Barceló afronta 2026 con el objetivo de mantener su ritmo de expansión y volver a registrar cifras récord de actividad apoyándose en una inversión de 500 millones de euros, una sólida posición financiera y una estrategia centrada en la mejora de activos y el crecimiento corporativo.
El segundo grupo hotelero nacido en España por número de camas considera que el incremento de precios seguirá compensando la ralentización en la llegada de turistas, en un contexto marcado por la incertidumbre geopolítica y las dificultades en la conectividad aérea internacional.
La compañía destaca que su principal ventaja competitiva sigue siendo su fortaleza financiera.
¿Cuál es el plan de inversión de Barceló?
La ausencia de deuda y una posición de caja sólida le permiten destinar alrededor de 500 millones de euros anuales a adquisiciones y reformas, una cifra que volverá a repetir este ejercicio.
Ese músculo inversor ha servido para reforzar su crecimiento inorgánico durante los últimos meses.
En agosto de 2025 completó la compra del 80% de Rusticae, plataforma especializada en alojamientos rurales con presencia en España, Portugal y Marruecos.
Más recientemente, confirmó la adquisición del 100% de Atrápalo, una de las principales plataformas de viajes y ocio del mercado ibérico y latinoamericano.

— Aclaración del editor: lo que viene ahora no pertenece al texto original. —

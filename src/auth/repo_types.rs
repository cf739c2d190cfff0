use serde::{Deserialize, Serialize};
use sqlx::FromRow;
use time::OffsetDateTime;

/// Privilege level of an account.
#[derive(Debug, Clone, Copy, PartialEq, Eq, Serialize, Deserialize, sqlx::Type)]
#[sqlx(type_name = "user_role", rename_all = "lowercase")]
#[serde(rename_all = "lowercase")]
pub enum Role {
    User,
    Admin,
}

/// User record in the database.
#[derive(Debug, Clone, Serialize, Deserialize, FromRow)]
pub struct User {
    pub id: i64,
    pub username: String,
    pub email: String,
    #[serde(skip_serializing)]
    pub password_hash: String, // Argon2 hash, not exposed in JSON
    pub role: Role,
    pub avatar: Option<String>,
    #[serde(with = "time::serde::rfc3339")]
    pub created_at: OffsetDateTime,
}

impl User {
    pub fn is_admin(&self) -> bool {
        self.role == Role::Admin
    }
}

/// Values needed to insert a user; role defaults to `user` in the schema.
#[derive(Debug, Clone)]
pub struct NewUser {
    pub username: String,
    pub email: String,
    pub password_hash: String,
    pub avatar: Option<String>,
}
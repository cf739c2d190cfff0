use axum::{
    extract::{FromRef, State},
    http::StatusCode,
    routing::post,
    Router,
};
use tracing::instrument;

use crate::{
    auth::{
        dto::{LoginRequest, PublicUser, RegisterRequest, TokenResponse},
        jwt::JwtKeys,
        services,
    },
    error::AppResult,
    extract::{Form, Json},
    state::AppState,
};

pub fn auth_routes() -> Router<AppState> {
    Router::new()
        .route("/auth/register", post(register))
        .route("/auth/login", post(login))
}

#[instrument(skip(state, payload), fields(username = %payload.username))]
pub async fn register(
    State(state): State<AppState>,
    Json(payload): Json<RegisterRequest>,
) -> AppResult<(StatusCode, Json<PublicUser>)> {
    let user = services::register(state.users.as_ref(), payload).await?;
    Ok((StatusCode::CREATED, Json(user.into())))
}

#[instrument(skip(state, form), fields(username = %form.username))]
pub async fn login(
    State(state): State<AppState>,
    Form(form): Form<LoginRequest>,
) -> AppResult<Json<TokenResponse>> {
    let keys = JwtKeys::from_ref(&state);
    let token = services::login(state.users.as_ref(), &keys, form).await?;
    Ok(Json(token))
}
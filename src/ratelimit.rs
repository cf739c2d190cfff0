//! In-memory token-bucket rate limiting keyed by client address.

use std::collections::HashMap;
use std::net::IpAddr;
use std::sync::Arc;
use std::time::{Duration, Instant};

use axum::{
    extract::{Request, State},
    middleware::Next,
    response::{IntoResponse, Response},
};
use axum_client_ip::SecureClientIp;
use tokio::sync::Mutex;

use crate::{error::AppError, state::AppState};

/// Buckets beyond this count trigger a sweep of idle, full buckets.
const SWEEP_THRESHOLD: usize = 10_000;
/// Wait reported when the bucket never refills.
const NO_REFILL_RETRY: Duration = Duration::from_secs(60);

#[derive(Debug, Clone)]
struct TokenBucket {
    tokens: f64,
    last_refill: Instant,
}

#[derive(Debug, Clone, Copy)]
pub struct RateLimitConfig {
    pub capacity: u32,
    /// Tokens added per second.
    pub refill_rate: f64,
}

impl RateLimitConfig {
    pub fn per_minute(requests: u32) -> Self {
        Self {
            capacity: requests,
            refill_rate: f64::from(requests) / 60.0,
        }
    }
}

#[derive(Clone)]
pub struct RateLimiter {
    buckets: Arc<Mutex<HashMap<IpAddr, TokenBucket>>>,
    config: RateLimitConfig,
}

impl RateLimiter {
    pub fn new(config: RateLimitConfig) -> Self {
        tracing::info!(
            capacity = config.capacity,
            refill_rate = config.refill_rate,
            "rate limiter initialized"
        );
        Self {
            buckets: Arc::new(Mutex::new(HashMap::new())),
            config,
        }
    }

    pub async fn check(&self, ip: IpAddr) -> Result<(), AppError> {
        self.check_at(ip, Instant::now()).await
    }

    pub async fn check_at(&self, ip: IpAddr, now: Instant) -> Result<(), AppError> {
        let capacity = f64::from(self.config.capacity);
        let rate = self.config.refill_rate;
        let mut buckets = self.buckets.lock().await;

        if buckets.len() > SWEEP_THRESHOLD {
            buckets.retain(|_, b| {
                b.tokens + now.saturating_duration_since(b.last_refill).as_secs_f64() * rate < capacity
            });
        }

        let bucket = buckets.entry(ip).or_insert(TokenBucket {
            tokens: capacity,
            last_refill: now,
        });
        let elapsed = now.saturating_duration_since(bucket.last_refill).as_secs_f64();
        bucket.tokens = (bucket.tokens + elapsed * rate).min(capacity);
        bucket.last_refill = now;

        if bucket.tokens >= 1.0 {
            bucket.tokens -= 1.0;
            return Ok(());
        }

        let retry_after = if rate > 0.0 {
            Duration::from_secs_f64(((1.0 - bucket.tokens) / rate).ceil())
        } else {
            NO_REFILL_RETRY
        };
        tracing::warn!(%ip, retry_after_secs = retry_after.as_secs(), "rate limit exceeded");
        Err(AppError::RateLimited { retry_after })
    }
}

/// Client address comes from the `SecureClientIpSource` extension set in `build_app`.
pub async fn rate_limit_me(
    SecureClientIp(ip): SecureClientIp,
    State(state): State<AppState>,
    request: Request,
    next: Next,
) -> Response {
    match state.me_limiter.check(ip).await {
        Ok(()) => next.run(request).await,
        Err(error) => error.into_response(),
    }
}
use axum::{
    extract::{DefaultBodyLimit, Multipart, State},
    middleware::from_fn_with_state,
    routing::{get, patch},
    Json, Router,
};
use bytes::Bytes;
use tracing::instrument;

use super::services::{self, MAX_AVATAR_BYTES};
use crate::{
    auth::{
        dto::PublicUser,
        extractors::{AdminUser, CurrentUser},
    },
    error::{AppError, AppResult},
    ratelimit::rate_limit_me,
    state::AppState,
};

pub fn user_routes(state: &AppState) -> Router<AppState> {
    Router::new()
        .route(
            "/users/me",
            get(me).route_layer(from_fn_with_state(state.clone(), rate_limit_me)),
        )
        .route(
            "/users/avatar",
            patch(update_avatar).layer(DefaultBodyLimit::max(MAX_AVATAR_BYTES + 64 * 1024)),
        )
}

#[instrument(skip(user), fields(user_id = user.id))]
pub async fn me(CurrentUser(user): CurrentUser) -> Json<PublicUser> {
    Json(user.into())
}

#[instrument(skip(state, user, mp), fields(user_id = user.id))]
pub async fn update_avatar(
    State(state): State<AppState>,
    AdminUser(user): AdminUser,
    mut mp: Multipart,
) -> AppResult<Json<PublicUser>> {
    let mut file: Option<(Bytes, String)> = None;
    while let Some(field) = mp
        .next_field()
        .await
        .map_err(|e| AppError::validation(e.to_string()))?
    {
        if field.name() == Some("file") {
            let content_type = field
                .content_type()
                .map(|s| s.to_string())
                .unwrap_or_else(|| "application/octet-stream".into());
            let data = field.bytes().await.map_err(|e| AppError::validation(e.to_string()))?;
            file = Some((data, content_type));
            break;
        }
    }
    let (data, content_type) = file.ok_or_else(|| AppError::validation("file is required"))?;

    let updated = services::update_avatar(
        state.users.as_ref(),
        state.avatars.as_ref(),
        &user,
        data,
        &content_type,
    )
    .await?;
    Ok(Json(updated.into()))
}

En paralelo, Barceló mantiene unas perspectivas positivas para la temporada alta. Las previsiones apuntan a una ocupación del 92% en Baleares durante el verano y del 87% en Canarias.
Según explicó Raúl González, consejero delegado de la división hotelera para Europa, Oriente Medio y África, las mejoras en rentabilidad llegan principalmente por la vía de los precios.
“Los márgenes de mejora están al límite y eso está siendo compensado con subidas de precios gracias a las millonarias inversiones que hemos hecho para renovar nuestros hoteles”, señaló.
¿Cuál es el balance financiero de Barceló?
Para 2026, la compañía prevé una subida aproximada del 1% en la ocupación de sus hoteles en España y un incremento del 5% en precios.
El grupo cerró el pasado ejercicio con ingresos de 7.867 millones de euros, un 4% más que el año anterior.
El resultado bruto de explotación (Ebitda) alcanzó los 676,7 millones de euros, mientras que el beneficio neto creció también un 4%, hasta 313,4 millones de euros.
Pese a este contexto favorable, Barceló reconoce que el sector turístico afronta una moderación en su ritmo de crecimiento.
Las previsiones que maneja apuntan a un aumento del 2% en las llegadas de turistas y del 4% en el gasto, impulsado principalmente por la inflación.
La estrategia del grupo pasa por mantener la inversión como principal palanca para sostener el crecimiento y mejorar la rentabilidad.